_What the exercise asks_: Locate all lines in the data below that hold "clippy" and show them.

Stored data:
//! # HUDSYNC Client
//!
//! Client-side integration for the store kernel: the session that owns a
//! game's synchronized state, the transport seam to the host event bus,
//! the local notice fan-out, and the HUD glue (mouse registry, formatting
//! helpers).
//!
//! ## Data Flow
//!
//! ```text
//! ┌──────────┐  request-data / request-token   ┌──────────────┐
//! │  Game    │ ───────────────────────────────>│  Transport   │──> server
//! │ Session  │                                 └──────────────┘
//! │          │  data-updated / entity-transmit ┌──────────────┐
//! │          │ <───────────────────────────────│  host glue   │<── server
//! └────┬─────┘                                 └──────────────┘
//!      │ write → trigger → settle → notice
//!      ▼
//! per-key listeners + NotifyBus subscribers
//! ```
//!
//! ## Example
//!
//! ```rust
//! use hudsync_client::{GameSession, NullTransport};
//! use hudsync_shared::{DataScope, DataUpdate, DataValue};
//!
//! let mut session = GameSession::new(NullTransport::new());
//! session.watch_player("hud_gold", "gold", Box::new(|update| {
//!     // repaint the gold label from update.value
//!     let _ = update.value;
//!     Ok(())
//! }));
//!
//! session.apply_update(DataUpdate {
//!     scope: DataScope::Player,
//!     key: "gold".to_string(),
//!     value: DataValue::from(500),
//! });
//! assert_eq!(session.player_data("gold"), Some(&DataValue::from(500)));
//! ```

#![deny(missing_docs)]
#![deny(unsafe_code)]
#![deny(clippy::all)]
#![warn(clippy::pedantic)]
#![deny(clippy::perf)]

pub mod hud;
pub mod input;
pub mod notify;
pub mod session;
pub mod transport;

pub use input::{MouseCallbackFn, MouseCallbacks, MouseStatus};
pub use notify::{NoticeReceiver, NotifyBus};
pub use session::GameSession;
pub use transport::{MockTransport, NullTransport, SharedLog, Transport, TransportError};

_Response box_:
#![deny(clippy::all)]
#![warn(clippy::pedantic)]
#![deny(clippy::perf)]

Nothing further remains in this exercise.